Catherine Coffin Phillips preserved California history

| July 1, 2021 | 0 Comments

CATHERINE COFFIN PHILLIPS’ 1935 biography of Jessie Benton Frémont.

In the January 2021 issue of the Larchmont Chronicle, columnist Paula Panich introduced readers to Steve Inskeep’s book “Imperfect Union,” about Jessie and John Frémont, a powerhouse couple in California development in the last decades of the 19th century. A small insert in the article noted an earlier biography of the female half of the imperfect union, Jessie Benton Frémont: a remarkable 1935 first edition by fine press publisher John Henry Nash, written by another extraordinary woman, Catherine Coffin Phillips, whose writings about California history are foundational to our understanding of the people and investments that shaped our state.
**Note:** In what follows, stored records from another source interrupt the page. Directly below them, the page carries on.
//! Event-stream delivery strategy.
//!
//! One driver task per strategy owns the physical stream. It opens
//! `/api/events` with every subscribed inbox hash, decodes frames, fans
//! events out to subscribers by inbox, and reconnects with backoff as
//! directed by [`StreamMachine`].
//!
//! The driver exits when the last subscriber leaves (the next subscriber
//! restarts it) or when the machine reports the stream failed. Failure is
//! sticky: every current subscriber receives [`Delivery::Failed`] and later
//! subscriptions fail immediately.

use std::{
    sync::{Arc, Mutex, MutexGuard, PoisonError, Weak},
    time::Duration,
};

use futures::StreamExt;
use sandmail_core::{
    Delivery, DeliveryEvent, Environment, ReconnectPolicy, StrategyKind, StreamAction,
    StreamMachine, StreamState, SubscriptionId, SubscriptionRegistry,
};
use sandmail_proto::{InboxHash, SseDecoder, SseFrame};
use tokio::sync::Notify;
use tokio_util::sync::CancellationToken;
use tracing::{debug, error, info, warn};

use super::DeliveryStrategy;
use crate::{
    subscription::{self, Subscriber, Subscription},
    transport::Transport,
};

/// What the driver does next.
#[derive(Debug, Clone, Copy, PartialEq, Eq)]
enum Step {
    Open,
    Wait { attempt: u32, delay: Duration },
    Exit,
}

struct State {
    registry: SubscriptionRegistry<Subscriber>,
    machine: StreamMachine,
    driver_running: bool,
    failure: Option<String>,
}

struct Shared {
    transport: Arc<dyn Transport>,
    env: Arc<dyn Environment>,
    state: Mutex<State>,
    /// Signalled when the set of subscribed inboxes changes
    changed: Notify,
    shutdown: CancellationToken,
}

/// Push delivery over one shared server-sent-events stream.
#[derive(Clone)]
pub struct SseStrategy {
    shared: Arc<Shared>,
}

impl SseStrategy {
    /// Create an idle strategy. Nothing connects until the first subscribe.
    pub fn new(
        policy: ReconnectPolicy,
        transport: Arc<dyn Transport>,
        env: Arc<dyn Environment>,
    ) -> Self {
        Self {
            shared: Arc::new(Shared {
                transport,
                env,
                state: Mutex::new(State {
                    registry: SubscriptionRegistry::new(),
                    machine: StreamMachine::new(policy),
                    driver_running: false,
                    failure: None,
                }),
                changed: Notify::new(),
                shutdown: CancellationToken::new(),
            }),
        }
    }

    /// Whether the stream exhausted its reconnect attempts.
    pub fn is_failed(&self) -> bool {
        self.shared.lock().failure.is_some()
    }

    /// Current reconnect state.
    pub fn stream_state(&self) -> StreamState {
        self.shared.lock().machine.state()
    }

    /// Number of live subscriptions.
    pub fn subscription_count(&self) -> usize {
        self.shared.lock().registry.len()
    }
}

impl DeliveryStrategy for SseStrategy {
    fn kind(&self) -> StrategyKind {
        StrategyKind::Sse
    }

    fn subscribe(&self, inbox_hash: InboxHash) -> Subscription {
        let mut state = self.shared.lock();

        if let Some(reason) = state.failure.clone() {
            let id = state.registry.reserve_id();
            return Subscription::failed(id, inbox_hash, reason, &self.shared.shutdown);
        }

        let (subscriber, pending) = subscription::channel(&self.shared.shutdown);
        let token = subscriber.token();
        let registered = state.registry.register(inbox_hash.clone(), subscriber);

        if !state.driver_running {
            if let Err(err) = state.machine.start() {
                warn!(%err, "event stream machine out of sync on start");
            }
            state.driver_running = true;
            tokio::spawn(drive(Arc::clone(&self.shared)));
        } else if registered.first_for_inbox {
            self.shared.changed.notify_one();
        }
        drop(state);

        debug!(inbox = %inbox_hash, id = %registered.id, "sse subscribe");
        spawn_cancel_watcher(Arc::downgrade(&self.shared), registered.id, token);

        pending.into_subscription(registered.id, inbox_hash)
    }

    fn unsubscribe(&self, id: SubscriptionId) {
        self.shared.remove(id);
    }

    fn dispose(&self) {
        self.shared.shutdown.cancel();
        let mut state = self.shared.lock();
        state.registry.drain();
        state.machine.close();
        state.driver_running = false;
    }
}

fn spawn_cancel_watcher(shared: Weak<Shared>, id: SubscriptionId, token: CancellationToken) {
    tokio::spawn(async move {
        token.cancelled().await;
        if let Some(shared) = shared.upgrade() {
            shared.remove(id);
        }
    });
}

async fn drive(shared: Arc<Shared>) {
    let mut step = Step::Open;
    loop {
        step = match step {
            Step::Open => shared.connect_and_read().await,
            Step::Wait { attempt, delay } => shared.backoff(attempt, delay).await,
            Step::Exit => return,
        };
    }
}

impl Shared {
    fn lock(&self) -> MutexGuard<'_, State> {
        self.state.lock().unwrap_or_else(PoisonError::into_inner)
    }

    fn remove(&self, id: SubscriptionId) {
        let mut state = self.lock();
        let Some(removed) = state.registry.unregister(id) else {
            return;
        };
        removed.payload.cancel();
        if removed.last_for_inbox {
            self.changed.notify_one();
        }
        debug!(inbox = %removed.inbox_hash, %id, "sse unsubscribe");
    }

    async fn connect_and_read(&self) -> Step {
        let inboxes = {
            let mut state = self.lock();
            if state.registry.is_empty() {
                return close_idle(&mut state);
            }
            state.registry.inbox_hashes()
        };

        let opened = tokio::select! {
            () = self.shutdown.cancelled() => return Step::Exit,
            () = self.changed.notified() => return self.on_subscriptions_changed(),
            result = self.transport.open_event_stream(&inboxes) => result,
        };
        let mut stream = match opened {
            Ok(stream) => stream,
            Err(err) => return self.on_disconnect(&err.to_string()),
        };

        if let Err(err) = self.lock().machine.opened() {
            warn!(%err, "event stream machine out of sync on open");
        }
        info!(inboxes = inboxes.len(), "event stream connected");

        let mut decoder = SseDecoder::new();
        loop {
            tokio::select! {
                () = self.shutdown.cancelled() => return Step::Exit,
                () = self.changed.notified() => return self.on_subscriptions_changed(),
                chunk = stream.next() => match chunk {
                    Some(Ok(bytes)) => match decoder.push(&bytes) {
                        Ok(frames) => self.dispatch(frames),
                        Err(err) => return self.on_disconnect(&err.to_string()),
                    },
                    Some(Err(err)) => return self.on_disconnect(&err.to_string()),
                    None => return self.on_disconnect("stream ended"),
                },
            }
        }
    }

    async fn backoff(&self, attempt: u32, delay: Duration) -> Step {
        let mut sleep = self.env.sleep(delay);
        loop {
            tokio::select! {
                () = self.shutdown.cancelled() => return Step::Exit,
                () = &mut sleep => break,
                () = self.changed.notified() => {
                    let mut state = self.lock();
                    if state.registry.is_empty() {
                        return close_idle(&mut state);
                    }
                    // The pending reconnect picks up the new list
                },
            }
        }

        let mut state = self.lock();
        if state.registry.is_empty() {
            return close_idle(&mut state);
        }
        debug!(attempt, "reconnecting event stream");
        match state.machine.wait_elapsed() {
            Ok(actions) => apply(&mut state, actions, Step::Open),
            Err(err) => {
                warn!(%err, "event stream machine out of sync after backoff");
                Step::Open
            },
        }
    }

    fn on_subscriptions_changed(&self) -> Step {
        let mut state = self.lock();
        if state.registry.is_empty() {
            return close_idle(&mut state);
        }
        debug!(inboxes = state.registry.inbox_hashes().len(), "resubscribing event stream");
        let actions = state.machine.subscriptions_changed();
        apply(&mut state, actions, Step::Open)
    }

    fn on_disconnect(&self, reason: &str) -> Step {
        let mut state = self.lock();
        match state.machine.disconnected(reason) {
            Ok(actions) => apply(&mut state, actions, Step::Exit),
            Err(err) => {
                warn!(%err, reason, "event stream machine out of sync on disconnect");
                state.driver_running = false;
                Step::Exit
            },
        }
    }

    fn dispatch(&self, frames: Vec<SseFrame>) {
        if frames.is_empty() {
            return;
        }
        let timestamp = self.env.wall_clock();
        let mut state = self.lock();

        for frame in frames {
            if let Err(err) = state.machine.event_observed() {
                debug!(%err, "frame outside connected state");
            }

            let event = match frame.event_frame() {
                Ok(event) => event,
                Err(err) => {
                    debug!(%err, event = ?frame.event, "ignoring non-email frame");
                    continue;
                },
            };

            let delivery = Delivery::Event(DeliveryEvent {
                inbox_hash: event.inbox_id.clone(),
                email_ids: vec![event.email_id.clone()],
                timestamp,
            });
            let delivered = state
                .registry
                .subscribers(&event.inbox_id)
                .filter(|(_, subscriber)| subscriber.deliver(delivery.clone()))
                .count();
            debug!(inbox = %event.inbox_id, email = %event.email_id, delivered, "email event");
        }
    }
}

fn close_idle(state: &mut State) -> Step {
    state.machine.close();
    state.driver_running = false;
    debug!("event stream closed, no subscribers");
    Step::Exit
}

fn apply(state: &mut State, actions: Vec<StreamAction>, default: Step) -> Step {
    let mut step = default;
    for action in actions {
        step = match action {
            StreamAction::Open => Step::Open,
            StreamAction::Wait { attempt, delay } => {
                warn!(attempt, ?delay, "event stream disconnected, backing off");
                Step::Wait { attempt, delay }
            },
            StreamAction::Fail { attempts, reason } => {
                error!(attempts, %reason, "event stream failed");
                fail_all(state, &reason);
                Step::Exit
            },
            StreamAction::Close => {
                state.driver_running = false;
                Step::Exit
            },
        };
    }
    step
}

fn fail_all(state: &mut State, reason: &str) {
    state.failure = Some(reason.to_string());
    state.driver_running = false;
    for (_, inbox_hash, subscriber) in state.registry.drain() {
        subscriber.deliver(Delivery::Failed { inbox_hash, reason: reason.to_string() });
    }
}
The fact that her Frémont book is still in print is a testament to the historical significance of both the subject and the author.

Catherine Louise Coffin was born in Oakland, Illinois, in 1872, into a prominent family whose American roots and resources began in 1642 when ancestor Tristram Sanborn Coffin sailed from England to New England, eventually purchasing the island of Nantucket.

THE INDOMITABLE Catherine Coffin Phillips.

A woman ahead of her time, Catherine Coffin sought higher education well before most women had access, earning a Bachelor of Arts from Southwestern College in Kansas in 1893 and a Master of Arts in 1895 from Indiana’s DePauw University, where she was also awarded an honorary doctorate in literature in 1937.

Her dedication to books and learning was a lifelong obsession. Lucky for us, after Catherine’s death in 1942, and after her daughter Lucile’s death in 1991, a Phillips grandson, Keith Morrison, created an eponymous research library in Tiburon, California, for her and her husband’s books, collections and papers. This was most fitting for a woman whose own home library purportedly had been described in a Los Angeles newspaper as “… one of the finest libraries in the city — a library distinctive in that her books are not for decoration but have been read over and over again.” That quote and many of the details in this article were found in pamphlets written for the Catherine Coffin Phillips Library, where her legacy also lives on through a yearly writing program for local high school students.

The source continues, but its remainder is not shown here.